Context
Electric vehicle (EV) owners are increasingly concerned about the impact of extreme temperatures on lithium-ion batteries. These batteries function optimally at ambient temperatures up to 35 degrees Celsius. Lithium-ion batteries are particularly heat-sensitive, while solid-state batteries exhibit greater resilience.
Impact of Extreme Heat on Lithium-ion Batteries
- Longevity Loss: High temperatures accelerate the flow of ions in a battery, causing premature aging due to unwanted chemical reactions.
- Thermal Runaway: Extreme heat exposure can lead to thermal runaway, a dangerous condition that can cause fires.
- Efficiency Loss: The overall efficiency of the battery system drops in extreme heat as electrochemical, electrical, and electronic components all get heated.
- Thermal Stability Variations: Among lithium-ion batteries, the lithium iron phosphate (LFP) chemistry is more thermally stable compared to lithium cobalt oxide (LCO) or lithium manganese oxide (LMO) chemistries.
- Design Vulnerabilities: Battery packs in electric two-wheelers are generally more susceptible to heat-related issues due to their densely populated design, unlike three- and four-wheelers which can incorporate more efficient liquid cooling systems.
Efforts to Address the Issue
- Cooling Systems: Both air- and water-based cooling systems are implemented to mitigate the effects of increased ambient temperatures.
- Insulation: Proper insulation materials and thickness can keep cells cooler by 5 to 7 degrees Celsius compared to the surrounding environment.

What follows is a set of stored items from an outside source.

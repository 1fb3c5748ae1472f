//! Trait definition for the property-graph store.

use std::fmt::Debug;

use async_trait::async_trait;
use serde::{Deserialize, Serialize};

use super::errors::GraphResult;
use super::schema::{EntityLabel, RelationType};

/// A result row from an arbitrary read query: column name → value.
pub type QueryRow = serde_json::Map<String, serde_json::Value>;

/// A stored `Person` node as returned by candidate search, with the contact
/// attributes that drive match ranking.
#[derive(Debug, Clone, PartialEq, Serialize, Deserialize)]
pub struct PersonCandidate {
    pub name: String,
    pub phone: Option<String>,
    pub email: Option<String>,
    pub title: Option<String>,
}

impl PersonCandidate {
    /// Whether any contact attribute is known for this person.
    pub fn has_contact_info(&self) -> bool {
        self.phone.is_some() || self.email.is_some() || self.title.is_some()
    }
}

/// A stored `Memo` node as returned by the listing interface.
#[derive(Debug, Clone, PartialEq, Serialize, Deserialize)]
pub struct MemoRecord {
    pub id: String,
    pub text: String,
    /// ISO-8601 creation time.
    pub timestamp: String,
    pub business_related: bool,
}

/// A person working at a company, as returned by [`GraphStore::company_people`].
#[derive(Debug, Clone, PartialEq, Serialize, Deserialize)]
pub struct CompanyMember {
    pub name: String,
    pub title: Option<String>,
}

/// Operations against the shared property graph.
///
/// Implementations must guarantee at-most-one node per `(label, name)` pair
/// even under concurrent callers: every mutation here is an atomic
/// merge-or-create, backed by uniqueness constraints where the schema
/// declares them. Callers never get read-then-write atomicity across calls —
/// each method is its own unit of work.
#[async_trait]
pub trait GraphStore: Send + Sync + Debug {
    /// Verify connectivity to the store.
    async fn health_check(&self) -> GraphResult<()>;

    /// Close the connection pool and release resources.
    async fn close(&self) -> GraphResult<()>;

    /// Create the node if absent, otherwise merge `properties` into it.
    ///
    /// Only keys present in `properties` are written; existing keys are never
    /// removed. Callers are expected to have dropped null-valued entries.
    async fn upsert_entity(
        &self,
        label: EntityLabel,
        name: &str,
        properties: &QueryRow,
    ) -> GraphResult<()>;

    /// Create a memo node. A memo that already exists under `id` is left
    /// untouched — memo content is immutable after creation.
    async fn create_memo(&self, memo: &MemoRecord) -> GraphResult<()>;

    /// Create a typed edge between two entity nodes. Creating the same
    /// `(from, to, rel_type)` edge twice leaves a single edge.
    async fn link(
        &self,
        from_label: EntityLabel,
        from_name: &str,
        to_label: EntityLabel,
        to_name: &str,
        rel_type: RelationType,
    ) -> GraphResult<()>;

    /// Create a `MENTIONED_IN` edge from an entity node to a memo node.
    /// Idempotent in the same way as [`GraphStore::link`].
    async fn link_memo(
        &self,
        label: EntityLabel,
        name: &str,
        memo_id: &str,
    ) -> GraphResult<()>;

    /// Resolve an entity's label by node name: exact match first, then
    /// bidirectional substring match. Returns `None` when nothing matches or
    /// when the matched node carries a label outside the schema.
    async fn find_label(&self, name: &str) -> GraphResult<Option<EntityLabel>>;

    /// Create an edge between two nodes identified only by name, resolving
    /// each endpoint's label via [`GraphStore::find_label`]. Returns `false`
    /// (without touching the graph) when either endpoint stays unresolved.
    async fn create_relationship_by_name(
        &self,
        from_name: &str,
        to_name: &str,
        rel_type: RelationType,
    ) -> GraphResult<bool>;

    /// All stored persons whose name contains `clean_name` or is contained by
    /// it, ordered by name length descending (most specific first).
    async fn find_person_candidates(
        &self,
        clean_name: &str,
    ) -> GraphResult<Vec<PersonCandidate>>;

    /// Execute an arbitrary read query and return each result row as a
    /// column → value map. `query` must already have passed validation;
    /// `params` values are bound, never interpolated.
    async fn run_query(&self, query: &str, params: &QueryRow) -> GraphResult<Vec<QueryRow>>;

    /// The most recent memos, newest first.
    async fn recent_memos(&self, limit: usize) -> GraphResult<Vec<MemoRecord>>;

    /// A person's stored phone number, if any.
    async fn person_phone(&self, name: &str) -> GraphResult<Option<String>>;

    /// Everyone with a `WORKS_AT` edge to the given company.
    async fn company_people(&self, company_name: &str) -> GraphResult<Vec<CompanyMember>>;
}
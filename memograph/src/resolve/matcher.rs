//! Matching a mentioned person name against already-stored `Person` nodes.

use std::sync::Arc;

use tracing::info;

use crate::graph::{GraphResult, GraphStore};

use super::normalizer::normalize_person_name;

/// Resolves a person's surface string to the canonical stored name, so that
/// "인영", "인영님" and "이인영" all land on one node.
///
/// Read-only: the matcher only picks a name. The store's merge-or-create
/// constraint is what actually prevents duplicate nodes when two ingestions
/// race on the same new name — this lookup is a best-effort hint, not a lock.
#[derive(Debug, Clone)]
pub struct PersonMatcher {
    store: Arc<dyn GraphStore>,
}

impl PersonMatcher {
    pub fn new(store: Arc<dyn GraphStore>) -> Self {
        Self { store }
    }

    /// Resolve `candidate` to the name it should be persisted under.
    ///
    /// Candidates are stored persons whose name contains the normalized input
    /// or is contained by it, scanned longest-name-first. The first candidate
    /// carrying any contact attribute (phone, email, title) wins; with no
    /// contact information anywhere, the longest name wins. When nothing
    /// matches — including when normalization leaves an empty string — the
    /// original input is returned unchanged and a new node will be created
    /// under it.
    pub async fn resolve(&self, candidate: &str) -> GraphResult<String> {
        let clean = normalize_person_name(candidate);
        if clean.is_empty() {
            return Ok(candidate.to_string());
        }

        let candidates = self.store.find_person_candidates(&clean).await?;
        if candidates.is_empty() {
            return Ok(candidate.to_string());
        }

        for stored in &candidates {
            if stored.has_contact_info() {
                info!(
                    candidate,
                    resolved = %stored.name,
                    "Resolved person name (has contact info)"
                );
                return Ok(stored.name.clone());
            }
        }

        let best = &candidates[0].name;
        if best != candidate {
            info!(candidate, resolved = %best, "Resolved person name");
        }
        Ok(best.clone())
    }
}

Testing Standards for EV Batteries
- AIS-156 and AIS-038 Standards: These standards, developed in response to EV fires in 2022, mandate the inclusion of battery management systems (BMS).
- Advanced BMS Technologies: The latest BMS technologies use predictive algorithms and real-time temperature monitoring for each cell. They can redistribute power from hotter cells and proactively activate cooling systems.
- Venting Systems: Battery packs are required to have a venting system to allow hot air to escape, thereby preventing fire propagation.
- Temperature Testing: AIS-038 standards recommend that battery packs be tested at 45 degrees Celsius to assess their performance under high-temperature conditions.
Concerns with Testing Standards
- Drive Cycles and Fast Charging: Testing should encompass various drive cycles and include fast charging scenarios to accurately validate a battery’s thermal performance under real-life conditions.
- Longevity Evaluation: EV manufacturers need to evaluate battery longevity under conditions that closely mimic real-world scenarios.
Localisation: A Promising Solution
- Customised R&D: Research and development conducted outside India or any advanced cell chemistry (ACC) battery developed in different climatic conditions may not be suitable for India’s extreme heat. Localised R&D is essential.
- Environmental Differences: The environments in China and India differ significantly, making direct technology transfers ineffective.
- Local Manufacturing: Faster iteration based on real-world data is possible with local manufacturing, ensuring technology is tailored to Indian conditions.
- Support Programs: The Production Linked Incentive scheme and the National Programme on Advanced Chemistry Cell (ACC) Battery Storage aim to promote the development of customised battery technologies.
Advanced Cell Chemistry (ACC)
ACCs represent advanced storage technologies that store electric energy as electrochemical or chemical energy and convert it back to electric energy as needed. This adaptability makes ACCs crucial for the future of EV battery technology, particularly in extreme heat conditions.